== REQUIRED ACTION ==
From the data, return each line holding the word "when".

== DATA TO EXAMINE ==
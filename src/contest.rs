use crate::verdict;

pub struct Problem {
    pub id: String,
    pub name: String,
}

pub struct Team {
    pub id: u32,
    pub name: String,
}

pub struct Submission {
    pub id: u32,
    // indices into the owning contest's problems/teams
    pub problem: usize,
    pub team: usize,
    pub attempt: u32,
    pub time: u32, // in minutes
    pub verdict: Option<&'static str>,
}

impl Submission {
    pub fn is_accepted(&self) -> bool {
        self.verdict == Some(verdict::ACCEPTED)
    }
}

pub struct Contest {
    pub name: String,
    pub duration: u32, // in minutes
    pub problems: Vec<Problem>,
    pub teams: Vec<Team>,
    pub submissions: Vec<Submission>,
}

impl Default for Contest {
    fn default() -> Contest {
        Contest {
            name: "Unnamed".into(),
            duration: 300,
            problems: Vec::new(),
            teams: Vec::new(),
            submissions: Vec::new(),
        }
    }
}

impl Contest {
    pub fn problem_count(&self) -> usize {
        self.problems.len()
    }

    pub fn team_count(&self) -> usize {
        self.teams.len()
    }

    pub fn submission_count(&self) -> usize {
        self.submissions.len()
    }

    pub fn problem_of(&self, submission: &Submission) -> &Problem {
        &self.problems[submission.problem]
    }

    pub fn team_of(&self, submission: &Submission) -> &Team {
        &self.teams[submission.team]
    }
}
use proptest::prelude::*;
use std::collections::HashSet;
use tabula_model::{assign_slugs, recognize_dates, Frame, Schema, Value};

fn arb_label() -> impl Strategy<Value = String> {
    "[A-Za-z0-9 _.-]{0,12}"
}

fn arb_cell() -> impl Strategy<Value = Value> {
    prop_oneof![
        Just(Value::Null),
        any::<bool>().prop_map(Value::from),
        (1990i32..2030, 1u32..=12, 1u32..=28)
            .prop_map(|(y, m, d)| Value::from(format!("{y:04}-{m:02}-{d:02}"))),
        "[a-z]{1,6}".prop_map(Value::from),
        (-1000i64..1000).prop_map(Value::from),
    ]
}

proptest! {
    #[test]
    fn slugs_are_unique_and_storage_safe(labels in prop::collection::vec(arb_label(), 0..12)) {
        let slugs = assign_slugs(labels.iter().map(String::as_str), &HashSet::new());
        prop_assert_eq!(slugs.len(), labels.len());

        let distinct: HashSet<&String> = slugs.iter().collect();
        prop_assert_eq!(distinct.len(), slugs.len());

        for slug in &slugs {
            prop_assert!(!slug.is_empty());
            prop_assert!(!slug.starts_with(|c: char| c.is_ascii_digit()));
            prop_assert!(slug.chars().all(|c| c.is_ascii_lowercase() || c.is_ascii_digit() || c == '_'));
        }
    }

    #[test]
    fn schema_labels_round_trip_through_slugs(labels in prop::collection::hash_set(arb_label(), 1..10)) {
        let labels: Vec<String> = labels.into_iter().collect();
        let frame = Frame::new(labels.clone()).unwrap();
        let schema = Schema::build(&frame, 100);

        let mapping = schema.labels_to_slugs();
        prop_assert_eq!(mapping.len(), labels.len());
        for label in &labels {
            let slug = &mapping[label];
            prop_assert_eq!(schema.slug_to_label(slug), Some(label.as_str()));
        }
    }

    #[test]
    fn date_recognition_is_idempotent(cells in prop::collection::vec(arb_cell(), 1..20)) {
        let mut frame = Frame::new(vec!["col"]).unwrap();
        for cell in cells {
            frame.push_row(vec![cell]).unwrap();
        }

        let once = recognize_dates(&frame);
        let twice = recognize_dates(&once);
        prop_assert_eq!(once, twice);
    }
}
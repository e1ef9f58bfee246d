//! Dataset creation from external sources.
//!
//! Every entrypoint creates the dataset record synchronously and hands the row import to the
//! job queue. Import failures are logged and leave the dataset `pending`.

use std::fs::File;
use std::io::{self, BufReader, Read};
use std::sync::Arc;

use tabula_model::{recognize_dates, recognize_dates_from_schema, Dataset, DatasetId, Frame, Schema, Value};
use tabula_storage::JobQueue;

use crate::datasets::DatasetService;
use crate::error::{CalcError, CalcResult};

#[derive(Clone, Debug, PartialEq, Eq)]
pub struct CsvOptions {
    pub delimiter: u8,
    pub has_header: bool,
    /// Rows inspected per column when choosing between number, boolean and text.
    pub sample_rows: usize,
}

impl Default for CsvOptions {
    fn default() -> Self {
        Self {
            delimiter: b',',
            has_header: true,
            sample_rows: 100,
        }
    }
}

/// Opens the byte stream behind a URL.
pub trait UrlFetcher: Send + Sync {
    fn fetch(&self, url: &str) -> io::Result<Box<dyn Read + Send>>;
}

/// Reads `file://` URLs and bare paths from the local filesystem.
#[derive(Clone, Copy, Debug, Default)]
pub struct LocalFileFetcher;

impl UrlFetcher for LocalFileFetcher {
    fn fetch(&self, url: &str) -> io::Result<Box<dyn Read + Send>> {
        let path = match url.split_once("://") {
            Some(("file", path)) => path,
            Some((scheme, _)) => {
                return Err(io::Error::new(
                    io::ErrorKind::Unsupported,
                    format!("unsupported URL scheme {scheme}"),
                ))
            }
            None => url,
        };
        Ok(Box::new(BufReader::new(File::open(path)?)))
    }
}

pub struct Ingestor {
    datasets: Arc<DatasetService>,
    jobs: Arc<dyn JobQueue>,
    fetcher: Arc<dyn UrlFetcher>,
    csv: CsvOptions,
}

impl std::fmt::Debug for Ingestor {
    fn fmt(&self, f: &mut std::fmt::Formatter<'_>) -> std::fmt::Result {
        f.debug_struct("Ingestor")
            .field("csv", &self.csv)
            .finish_non_exhaustive()
    }
}

impl Ingestor {
    pub fn new(
        datasets: Arc<DatasetService>,
        jobs: Arc<dyn JobQueue>,
        fetcher: Arc<dyn UrlFetcher>,
        csv: CsvOptions,
    ) -> Self {
        Self {
            datasets,
            jobs,
            fetcher,
            csv,
        }
    }

    /// Create a dataset from the CSV behind `url`.
    ///
    /// `file` URLs are refused unless `allow_local_file` is set. A source that cannot be opened
    /// fails here with [`CalcError::IoUnavailable`]; parse errors surface only in the job log.
    pub fn create_from_url(&self, url: &str, allow_local_file: bool) -> CalcResult<Dataset> {
        if !allow_local_file && url.starts_with("file") {
            return Err(CalcError::IoUnavailable(format!(
                "local files are not allowed: {url}"
            )));
        }
        let reader = self
            .fetcher
            .fetch(url)
            .map_err(|e| CalcError::IoUnavailable(format!("{url}: {e}")))?;
        self.create_from_file(reader)
    }

    /// Create a dataset from an uploaded CSV stream.
    pub fn create_from_file(&self, reader: impl Read + Send + 'static) -> CalcResult<Dataset> {
        let dataset = self.datasets.create()?;
        let id = dataset.id.clone();
        let datasets = Arc::clone(&self.datasets);
        let csv = self.csv.clone();
        self.dispatch(&dataset.id, move || {
            let frame = recognize_dates(&read_csv(reader, &csv)?);
            datasets.save(&id, frame)?;
            Ok(())
        });
        Ok(dataset)
    }

    /// Append CSV rows to an existing dataset in the background.
    ///
    /// Date columns declared in the dataset schema are converted with the schema as the guide.
    pub fn import_csv(&self, dataset_id: &DatasetId, reader: impl Read + Send + 'static) -> CalcResult<()> {
        self.datasets.get(dataset_id)?;
        let id = dataset_id.clone();
        let datasets = Arc::clone(&self.datasets);
        let csv = self.csv.clone();
        self.dispatch(dataset_id, move || {
            let frame = read_csv(reader, &csv)?;
            let schema = datasets.get(&id)?.schema;
            datasets.save(&id, recognize(&schema, &frame))?;
            Ok(())
        });
        Ok(())
    }

    /// Create a dataset whose schema is given up front as a JSON document.
    ///
    /// The document is either the ordered array form a dataset serializes to, or an object
    /// mapping column names to `{label, simpletype, olap_role}`.
    pub fn create_from_schema_document(&self, document: &str) -> CalcResult<Dataset> {
        let schema = parse_schema_document(document)?;
        let dataset = self.datasets.create_with_schema(schema)?;
        let id = dataset.id.clone();
        let datasets = Arc::clone(&self.datasets);
        let columns: Vec<String> = dataset.schema.keys().map(str::to_string).collect();
        self.dispatch(&dataset.id, move || {
            let frame = Frame::new(columns)?;
            datasets.save(&id, frame)?;
            Ok(())
        });
        Ok(dataset)
    }

    fn dispatch(&self, id: &DatasetId, job: impl FnOnce() -> CalcResult<()> + Send + 'static) {
        let name = format!("import {id}");
        let id = id.clone();
        self.jobs.submit(
            &name,
            Box::new(move || {
                if let Err(err) = job() {
                    log::warn!("import into dataset {id} failed: {err}");
                }
            }),
        );
    }
}

fn parse_schema_document(document: &str) -> CalcResult<Schema> {
    let decode = |e: serde_json::Error| CalcError::QueryDecode {
        param: "schema",
        message: e.to_string(),
    };
    let value: serde_json::Value = serde_json::from_str(document).map_err(decode)?;
    let value = match value {
        serde_json::Value::Object(columns) => serde_json::Value::Array(
            columns
                .into_iter()
                .map(|(name, mut column)| {
                    if let serde_json::Value::Object(fields) = &mut column {
                        fields.insert("name".into(), serde_json::Value::String(name.clone()));
                        fields
                            .entry("label")
                            .or_insert_with(|| serde_json::Value::String(name));
                    }
                    column
                })
                .collect(),
        ),
        other => other,
    };
    serde_json::from_value(value).map_err(decode)
}

/// Parse CSV into a frame named by header labels.
///
/// Columns are typed from the first `sample_rows` rows; empty fields become null.
pub fn read_csv(reader: impl Read, options: &CsvOptions) -> CalcResult<Frame> {
    let mut csv_reader = csv::ReaderBuilder::new()
        .delimiter(options.delimiter)
        .has_headers(false)
        .flexible(true)
        .from_reader(reader);

    let mut records: Vec<Vec<String>> = Vec::new();
    for record in csv_reader.records() {
        let record = record.map_err(|e| CalcError::IoUnavailable(format!("csv: {e}")))?;
        records.push(record.iter().map(str::to_string).collect());
    }

    let mut headers = if options.has_header && !records.is_empty() {
        records.remove(0)
    } else {
        Vec::new()
    };
    let column_count = records
        .iter()
        .map(Vec::len)
        .chain(std::iter::once(headers.len()))
        .max()
        .unwrap_or(0);
    headers.extend((headers.len()..column_count).map(|i| format!("Column{}", i + 1)));

    let kinds: Vec<FieldKind> = (0..column_count)
        .map(|idx| {
            FieldKind::infer(
                records
                    .iter()
                    .take(options.sample_rows)
                    .filter_map(|row| row.get(idx))
                    .map(String::as_str),
            )
        })
        .collect();

    let mut frame = Frame::new(headers)?;
    for row in &records {
        let values = kinds
            .iter()
            .enumerate()
            .map(|(idx, kind)| kind.parse(row.get(idx).map(String::as_str).unwrap_or("")))
            .collect();
        frame.push_row(values)?;
    }
    Ok(frame)
}

/// Convert text columns holding dates, driven by the schema when the dataset already has one.
fn recognize(schema: &Schema, frame: &Frame) -> Frame {
    if schema.is_empty() {
        recognize_dates(frame)
    } else {
        recognize_dates_from_schema(schema, frame)
    }
}

#[derive(Clone, Copy, Debug, PartialEq, Eq)]
enum FieldKind {
    Number,
    Boolean,
    Text,
}

impl FieldKind {
    fn infer<'a>(fields: impl Iterator<Item = &'a str>) -> FieldKind {
        let mut numbers = true;
        let mut booleans = true;
        let mut seen = false;
        for field in fields.map(str::trim).filter(|f| !f.is_empty()) {
            seen = true;
            numbers &= field.parse::<f64>().is_ok_and(f64::is_finite);
            booleans &= parse_bool(field).is_some();
        }
        match (seen, numbers, booleans) {
            (true, true, _) => FieldKind::Number,
            (true, false, true) => FieldKind::Boolean,
            _ => FieldKind::Text,
        }
    }

    fn parse(self, field: &str) -> Value {
        let trimmed = field.trim();
        if trimmed.is_empty() {
            return Value::Null;
        }
        match self {
            FieldKind::Number => trimmed
                .parse::<f64>()
                .map(Value::finite)
                .unwrap_or_else(|_| Value::Text(field.to_string())),
            FieldKind::Boolean => parse_bool(trimmed)
                .map(Value::Boolean)
                .unwrap_or_else(|| Value::Text(field.to_string())),
            FieldKind::Text => Value::Text(field.to_string()),
        }
    }
}

fn parse_bool(field: &str) -> Option<bool> {
    if field.eq_ignore_ascii_case("true") {
        Some(true)
    } else if field.eq_ignore_ascii_case("false") {
        Some(false)
    } else {
        None
    }
}
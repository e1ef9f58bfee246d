use std::collections::HashMap;
use std::sync::Arc;

use tabula_model::{
    infer_simpletype, ColumnSchema, Dataset, Frame, ModelError, Record, Schema, SimpleType, Value,
};

use crate::config::StoreConfig;
use crate::error::Result;
use crate::jobs::JobQueue;
use crate::query::FindQuery;
use crate::store::{Store, StoredRow};
use crate::summary::submit_summary;

/// Generation-aware row persistence for datasets.
///
/// Every row is stamped with the generation marker the dataset had when the row was written.
/// Reads only ever see the dataset's current generation, so rows of a replaced generation stay
/// invisible until [`ObservationStore::purge_stale`] removes them.
#[derive(Clone)]
pub struct ObservationStore {
    store: Arc<dyn Store>,
    jobs: Arc<dyn JobQueue>,
    config: StoreConfig,
}

impl std::fmt::Debug for ObservationStore {
    fn fmt(&self, f: &mut std::fmt::Formatter<'_>) -> std::fmt::Result {
        f.debug_struct("ObservationStore")
            .field("config", &self.config)
            .finish_non_exhaustive()
    }
}

impl ObservationStore {
    pub fn new(store: Arc<dyn Store>, jobs: Arc<dyn JobQueue>, config: StoreConfig) -> Self {
        Self {
            store,
            jobs,
            config,
        }
    }

    pub fn store(&self) -> &Arc<dyn Store> {
        &self.store
    }

    pub fn config(&self) -> &StoreConfig {
        &self.config
    }

    /// Append `frame` (columns named by label or key) to the dataset's current generation.
    ///
    /// The first save infers the schema; later ones extend it with unseen columns. On return the
    /// dataset is `ready` and persisted with its new row and column counts.
    pub fn save(&self, dataset: &mut Dataset, frame: Frame) -> Result<usize> {
        let frame = self.prepare(dataset, frame)?;
        self.store.put_dataset(dataset)?;

        let records = frame.to_records();
        self.insert_batches(dataset, &records)?;

        let row_count = self
            .store
            .count_rows(&dataset.id, &dataset.generation_id)?;
        dataset.mark_ready(row_count);
        self.store.put_dataset(dataset)?;
        self.after_write(dataset);
        Ok(records.len())
    }

    /// Replace every row of the dataset with `frame` under a fresh generation.
    ///
    /// Not atomic: between the delete of the old generation and the insert of the new one a
    /// reader observes an empty dataset.
    pub fn update(&self, dataset: &mut Dataset, frame: Frame) -> Result<usize> {
        let frame = self.prepare(dataset, frame)?;

        let previous = dataset.next_generation();
        let removed = self.store.delete_generation(&dataset.id, &previous)?;
        let records = frame.to_records();
        self.insert_batches(dataset, &records)?;

        dataset.mark_ready(records.len());
        self.store.put_dataset(dataset)?;
        log::info!(
            "dataset {} moved from generation {previous} to {} ({removed} rows replaced by {})",
            dataset.id,
            dataset.generation_id,
            records.len()
        );
        self.after_write(dataset);
        Ok(records.len())
    }

    /// Rows of the current generation matching `query`.
    pub fn find(&self, dataset: &Dataset, query: &FindQuery) -> Result<Vec<Record>> {
        let compiled = query.compile(&dataset.schema)?;
        let rows = self.store.load_rows(&dataset.id, &dataset.generation_id)?;
        Ok(compiled.apply(rows.into_iter().map(|r| r.record)))
    }

    /// The current generation as a schema-ordered frame, with the physical id of every row.
    pub fn load_frame(&self, dataset: &Dataset) -> Result<(Vec<i64>, Frame)> {
        let rows = self.store.load_rows(&dataset.id, &dataset.generation_id)?;
        let (ids, records): (Vec<i64>, Vec<Record>) =
            rows.into_iter().map(|r| (r.id, r.record)).unzip();
        let frame = Frame::from_records(&dataset.schema, &records)?;
        Ok((ids, frame))
    }

    /// Remove rows of the current generation matching `filter` (all rows when `None`).
    pub fn delete_all(&self, dataset: &mut Dataset, filter: Option<&str>) -> Result<usize> {
        let compiled = FindQuery {
            query: filter.map(str::to_string),
            ..FindQuery::default()
        }
        .compile(&dataset.schema)?;

        let ids: Vec<i64> = self
            .store
            .load_rows(&dataset.id, &dataset.generation_id)?
            .into_iter()
            .filter(|row| compiled.filter.matches(&row.record))
            .map(|row| row.id)
            .collect();

        let mut removed = 0;
        for chunk in ids.chunks(self.config.effective_batch_size()) {
            removed += self.store.delete_rows(&dataset.id, chunk)?;
        }

        dataset.row_count = self
            .store
            .count_rows(&dataset.id, &dataset.generation_id)?;
        self.store.put_dataset(dataset)?;
        log::debug!("deleted {removed} rows from dataset {}", dataset.id);
        if removed > 0 {
            self.after_write(dataset);
        }
        Ok(removed)
    }

    /// Physically remove rows and summaries left behind by earlier generations.
    ///
    /// Returns the number of rows removed.
    pub fn purge_stale(&self, dataset: &Dataset) -> Result<usize> {
        let purged = self
            .store
            .delete_stale_rows(&dataset.id, &dataset.generation_id)?;
        let summaries = self
            .store
            .delete_stale_summaries(&dataset.id, &dataset.generation_id)?;
        if purged > 0 || summaries > 0 {
            log::debug!(
                "purged {purged} stale rows and {summaries} stale summaries from dataset {}",
                dataset.id
            );
        }
        Ok(purged)
    }

    /// Materialize `values` as column `key`, one value per current row in load order.
    pub fn write_column(&self, dataset: &Dataset, key: &str, values: Vec<Value>) -> Result<()> {
        let rows = self.store.load_rows(&dataset.id, &dataset.generation_id)?;
        if rows.len() != values.len() {
            return Err(ModelError::ColumnLengthMismatch {
                column: key.to_string(),
                expected: rows.len(),
                actual: values.len(),
            }
            .into());
        }

        let updated: Vec<StoredRow> = rows
            .into_iter()
            .zip(values)
            .map(|(mut row, value)| {
                row.record.insert(key.to_string(), value);
                row
            })
            .collect();
        for chunk in updated.chunks(self.config.effective_batch_size()) {
            self.store.update_rows(&dataset.id, chunk)?;
        }
        log::debug!(
            "wrote column {key} to {} rows of dataset {}",
            updated.len(),
            dataset.id
        );
        Ok(())
    }

    /// Remove column `key` from every current row.
    pub fn drop_column(&self, dataset: &Dataset, key: &str) -> Result<()> {
        let updated: Vec<StoredRow> = self
            .store
            .load_rows(&dataset.id, &dataset.generation_id)?
            .into_iter()
            .filter_map(|mut row| row.record.remove(key).map(|_| row))
            .collect();
        for chunk in updated.chunks(self.config.effective_batch_size()) {
            self.store.update_rows(&dataset.id, chunk)?;
        }
        Ok(())
    }

    /// Queue a summary recomputation regardless of [`StoreConfig::summarize_on_save`].
    pub fn request_summary(&self, dataset: &Dataset) {
        submit_summary(Arc::clone(&self.store), self.jobs.as_ref(), dataset.clone());
    }

    /// The cached summary of the dataset's current generation, if one has been computed.
    pub fn summary(&self, dataset: &Dataset) -> Result<Option<serde_json::Value>> {
        self.store.get_summary(&dataset.id, &dataset.generation_id)
    }

    fn after_write(&self, dataset: &Dataset) {
        if self.config.summarize_on_save {
            self.request_summary(dataset);
        }
    }

    fn insert_batches(&self, dataset: &Dataset, records: &[Record]) -> Result<()> {
        for batch in records.chunks(self.config.effective_batch_size()) {
            self.store
                .insert_rows(&dataset.id, &dataset.generation_id, batch)?;
            log::debug!("inserted {} rows into dataset {}", batch.len(), dataset.id);
        }
        Ok(())
    }

    /// Reconcile the dataset schema with `frame` and rename its columns to schema keys.
    fn prepare(&self, dataset: &mut Dataset, mut frame: Frame) -> Result<Frame> {
        if dataset.schema.is_empty() {
            dataset.schema = Schema::build(&frame, self.config.sample_rows);
        } else {
            let incoming = self.incoming_columns(&dataset.schema, &frame)?;
            dataset.schema.extend(incoming)?;
        }

        let by_label = dataset.schema.labels_to_slugs();
        let renames: HashMap<String, String> = frame
            .columns()
            .iter()
            .filter_map(|c| Some((c.clone(), existing_key(&dataset.schema, &by_label, c)?)))
            .collect();
        frame.rename_columns(|c| renames.get(c).cloned().unwrap_or_else(|| c.to_string()))?;
        frame.conform(&dataset.schema)?;
        Ok(frame)
    }

    /// Every frame column as a `(key, column)` pair: existing columns under their key with the
    /// inferred type, unseen columns under a fresh slug.
    fn incoming_columns(&self, schema: &Schema, frame: &Frame) -> Result<Vec<(String, ColumnSchema)>> {
        let by_label = schema.labels_to_slugs();
        let mut keys_taken = schema.clone();
        let mut columns = Vec::with_capacity(frame.column_count());
        for (idx, name) in frame.columns().iter().enumerate() {
            let inferred = infer_simpletype(
                frame
                    .rows()
                    .iter()
                    .take(self.config.sample_rows)
                    .filter_map(|row| row.get(idx)),
            );
            match existing_key(schema, &by_label, name) {
                Some(key) => {
                    if let Some(simpletype) = inferred {
                        columns.push((key, ColumnSchema::new(name.clone(), simpletype)));
                    }
                }
                None => {
                    let column =
                        ColumnSchema::new(name.clone(), inferred.unwrap_or(SimpleType::String));
                    let key = keys_taken.new_column_key(name);
                    keys_taken.push(key.clone(), column.clone())?;
                    columns.push((key, column));
                }
            }
        }
        Ok(columns)
    }
}

/// Incoming column names are labels first, keys second.
fn existing_key(schema: &Schema, by_label: &HashMap<String, String>, name: &str) -> Option<String> {
    by_label
        .get(name)
        .cloned()
        .or_else(|| schema.contains(name).then(|| name.to_string()))
}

== OUTPUT OF THE EXERCISE ==
    /// Rows inspected per column when choosing between number, boolean and text.
/// Convert text columns holding dates, driven by the schema when the dataset already has one.
/// Every row is stamped with the generation marker the dataset had when the row was written.
    /// Remove rows of the current generation matching `filter` (all rows when `None`).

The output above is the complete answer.